You’ve segmented your market and developed your mail piece. Now what? It’s time to test your campaign! As you plan your campaign, it is wise to develop a test to ensure you’re maximizing your ROI. Targeting the right audience is critical. You also need to deliver the best offer. This will help you determine which format will make you the best return on your investment.
So how do you develop an effective testing strategy?
Whether targeting an audience of 10,000 or 100,000, you need to segment a portion of your intended recipients for testing. The U.S. Postal Service’s (USPS) Certified Direct Mail Professional (CDMP) guide advises testing about 10 percent of your total prospects in order “to receive statistically accurate results. This information will be able to show you a cross-section of information to make the call to proceed as planned or make changes as necessary.”
It is very easy to determine the exact return on investment or response rate from a direct mail test. You should also get a roll out quantity price so that you can properly evaluate the test results. The data you gather from this test will help you adjust current or future campaigns, and implement changes that can increase your ROI. That is how you increase your ROI!
After you’ve randomly chosen who to sample and identified what you want to test, determine the response rate percentage you would need to achieve a return on investment. The CDMP suggests “getting below 1 percent usually indicates that something is off…If you happen to get a response rate over 3 percent, you’re doing fantastic and should move right along.”
Before you begin testing, consult any previously collected data. If your last campaign was a success, identify the factors that made it great and those that could make it better. If your last campaign was not effective, determine which elements were missing or could have been improved.
When the cost per acquisition is higher than its revenue, you may need to mail fewer pieces to a more targeted list. If response rates are low, check your target list to ensure you’re reaching the right audience for your product and the correct offers are included. When response rates are high but conversion rates are low, the offer and product didn’t persuade the consumer to take action.
Once you’ve analyzed your past data, choose which item to test, such as the:
- Call to Action
The 40-40-20 rule states 40 percent of campaign success comes from the list, 40 percent from the offer, and 20 percent from the creative. With this in mind, you may want to start your trials with your offer and list.

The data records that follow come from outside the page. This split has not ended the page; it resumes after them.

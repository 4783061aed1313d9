// src/metrics.rs
use anyhow::{Context, Result};
use axum::{routing::get, Router};
use metrics_exporter_prometheus::{PrometheusBuilder, PrometheusHandle};

/// Process-wide Prometheus recorder for the dispatch series.
pub struct Metrics {
    pub handle: PrometheusHandle,
}

impl Metrics {
    /// Install the global recorder. Fails if another recorder is already set.
    pub fn init() -> Result<Self> {
        let handle = PrometheusBuilder::new()
            .install_recorder()
            .context("prometheus: install recorder")?;
        Ok(Self { handle })
    }

    pub fn render(&self) -> String {
        self.handle.render()
    }

    /// `/metrics` in the Prometheus exposition format.
    pub fn router(&self) -> Router {
        let handle = self.handle.clone();
        Router::new().route(
            "/metrics",
            get(move || {
                let h = handle.clone();
                async move { h.render() }
            }),
        )
    }
}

To do so, you’ll want to use an A/B test, which requires you to create two versions of one mail piece, with changes to a single variable. There are two types of A/B tests, an existing control group test or a single-variable split test. The one you choose depends on the type of campaign you’re running.
The single-variable split test requires you to create a mail piece such as a postcard, letter, or self-mailer (the “A” mailer), clone it, and change one variable in another (the “B” mailer). This single edit can be any of the items listed above. For example, you can change your call to action. On mailer A, your call to action may say, “Visit our website for 50 percent off today!” while mailer B may read, “Text 555-555-6978 for your 50 percent off discount code.” Split your sample down the middle randomly, and send the A mailer to one and B to the other.

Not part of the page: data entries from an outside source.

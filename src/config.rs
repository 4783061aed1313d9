// src/config.rs
use anyhow::{anyhow, Context, Result};
use serde::Deserialize;
use std::fs;
use std::path::{Path, PathBuf};
use std::time::Duration;

pub const ENV_SETTINGS_PATH: &str = "QUOTES_SETTINGS_PATH";
pub const ENV_FETCH_TIMEOUT_MS: &str = "QUOTES_FETCH_TIMEOUT_MS";
pub const ENV_SHUTDOWN_GRACE_MS: &str = "QUOTES_SHUTDOWN_GRACE_MS";
pub const ENV_SHUFFLE: &str = "QUOTES_SHUFFLE";

/// Runtime knobs for a dispatch run.
#[derive(Debug, Clone, PartialEq, Eq)]
pub struct DispatchSettings {
    /// Upper bound for one fetch+parse attempt.
    pub fetch_timeout: Duration,
    /// How long `Dispatch::shutdown` waits for spawned tasks before aborting them.
    pub shutdown_grace: Duration,
    /// Shuffle each fetcher's queue so items are not served in catalog order.
    pub shuffle_tasks: bool,
}

impl Default for DispatchSettings {
    fn default() -> Self {
        Self {
            fetch_timeout: Duration::from_secs(10),
            shutdown_grace: Duration::from_secs(2),
            shuffle_tasks: true,
        }
    }
}

fn default_fetch_timeout_ms() -> u64 {
    10_000
}
fn default_shutdown_grace_ms() -> u64 {
    2_000
}
fn default_shuffle() -> bool {
    true
}

#[derive(Debug, Deserialize)]
struct RawSettings {
    #[serde(default = "default_fetch_timeout_ms")]
    fetch_timeout_ms: u64,
    #[serde(default = "default_shutdown_grace_ms")]
    shutdown_grace_ms: u64,
    #[serde(default = "default_shuffle")]
    shuffle_tasks: bool,
}

impl From<RawSettings> for DispatchSettings {
    fn from(r: RawSettings) -> Self {
        Self {
            // A zero timeout would fail every attempt instantly.
            fetch_timeout: Duration::from_millis(r.fetch_timeout_ms.max(1)),
            shutdown_grace: Duration::from_millis(r.shutdown_grace_ms),
            shuffle_tasks: r.shuffle_tasks,
        }
    }
}

/// Load settings from an explicit path. Supports TOML or JSON formats.
pub fn load_settings_from(path: &Path) -> Result<DispatchSettings> {
    let content = fs::read_to_string(path)
        .with_context(|| format!("reading dispatch settings from {}", path.display()))?;
    let ext = path
        .extension()
        .and_then(|s| s.to_str())
        .unwrap_or_default()
        .to_ascii_lowercase();
    parse_settings(&content, ext.as_str())
}

/// Load settings using env var + fallbacks, then apply env overrides:
/// 1) $QUOTES_SETTINGS_PATH
/// 2) config/quotes.toml
/// 3) config/quotes.json
/// 4) built-in defaults
pub fn load_settings_default() -> Result<DispatchSettings> {
    let base = if let Ok(p) = std::env::var(ENV_SETTINGS_PATH) {
        let pb = PathBuf::from(p);
        if !pb.exists() {
            return Err(anyhow!("{ENV_SETTINGS_PATH} points to non-existent path"));
        }
        load_settings_from(&pb)?
    } else {
        let toml_p = PathBuf::from("config/quotes.toml");
        let json_p = PathBuf::from("config/quotes.json");
        if toml_p.exists() {
            load_settings_from(&toml_p)?
        } else if json_p.exists() {
            load_settings_from(&json_p)?
        } else {
            DispatchSettings::default()
        }
    };
    apply_env_overrides(base)
}

fn apply_env_overrides(mut s: DispatchSettings) -> Result<DispatchSettings> {
    if let Some(ms) = env_u64(ENV_FETCH_TIMEOUT_MS)? {
        s.fetch_timeout = Duration::from_millis(ms.max(1));
    }
    if let Some(ms) = env_u64(ENV_SHUTDOWN_GRACE_MS)? {
        s.shutdown_grace = Duration::from_millis(ms);
    }
    if let Ok(v) = std::env::var(ENV_SHUFFLE) {
        s.shuffle_tasks = parse_bool(&v)
            .ok_or_else(|| anyhow!("{ENV_SHUFFLE}: expected a boolean, got {v:?}"))?;
    }
    Ok(s)
}

/// `1/true/yes/on` and `0/false/no/off`, case-insensitive.
pub fn parse_bool(v: &str) -> Option<bool> {
    match v.trim().to_ascii_lowercase().as_str() {
        "1" | "true" | "yes" | "on" => Some(true),
        "0" | "false" | "no" | "off" => Some(false),
        _ => None,
    }
}

fn env_u64(name: &str) -> Result<Option<u64>> {
    match std::env::var(name) {
        Ok(v) => v
            .trim()
            .parse::<u64>()
            .map(Some)
            .with_context(|| format!("{name}: expected milliseconds, got {v:?}")),
        Err(_) => Ok(None),
    }
}

fn parse_settings(s: &str, hint_ext: &str) -> Result<DispatchSettings> {
    let raw: RawSettings = match hint_ext {
        "json" => serde_json::from_str(s).context("parsing JSON dispatch settings")?,
        "toml" => toml::from_str(s).context("parsing TOML dispatch settings")?,
        // No usable extension: JSON objects start with '{', anything else is tried as TOML.
        _ if s.trim_start().starts_with('{') => {
            serde_json::from_str(s).context("parsing JSON dispatch settings")?
        }
        _ => toml::from_str(s).context("parsing TOML dispatch settings")?,
    };
    Ok(raw.into())
}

If it’s an ongoing campaign, you’ll want to use the existing control group test. This way, you can test a new mail piece (B) against a previously successful one (A). For example, if your A mailer offer reads, “50 percent off,” you may change B mailer to say, “Two for One Sale.” Split your sample, and send 90 percent of the A mailer and 10 percent of the B. You can also have multiple tests, but again, only testing one variable.
Ensure all tests include a tracking method such as an Intelligent Mail Barcode, trackable phone number, trackable URL, personalized URL, coupon code or QR code. These will enable you to measure how many consumers responded or took action based on the mailer they received.
If your test falls below the 1 percent response rate, you’ll want to identify the factor that’s unappealing to clients. Here are a several questions to ask:
Was the offer appealing?
It’s possible you did everything right: You had a great call to action, an eye-catching design, and some fantastic copy, but your offer wasn’t that appealing to consumers. Up the ante a bit and make an offer they can’t refuse—as long as it doesn’t mean your cost of acquisition is higher than your revenue.
Was the call to action prominent?
Consumers wanted to take advantage of your offer, but didn’t know how. Either your call to action was too small, hidden or nonexistent. Ensure it explains what you're offering, the benefit they’ll receive, and how they can take advantage.
Did the design or messaging miss the mark?
The last of the 40-40-20 rule, the creative, may be the culprit. You want your design to match your branding, what you’re offering, and to be clear.
Was the overall piece eye-catching?
You want to choose and design a mail piece that will stand out amongst the rest. Pick a larger size than what’s most often found in mailboxes or use a bold color.
It’s important to remember that testing isn’t just a one-time experiment. For sustainable results, you need to continuously test your campaigns, even if they’ve been successful in the past. Consumers' habits, likes, and dislikes are constantly evolving, so it’s important you modify your direct mail pieces to keep up with them.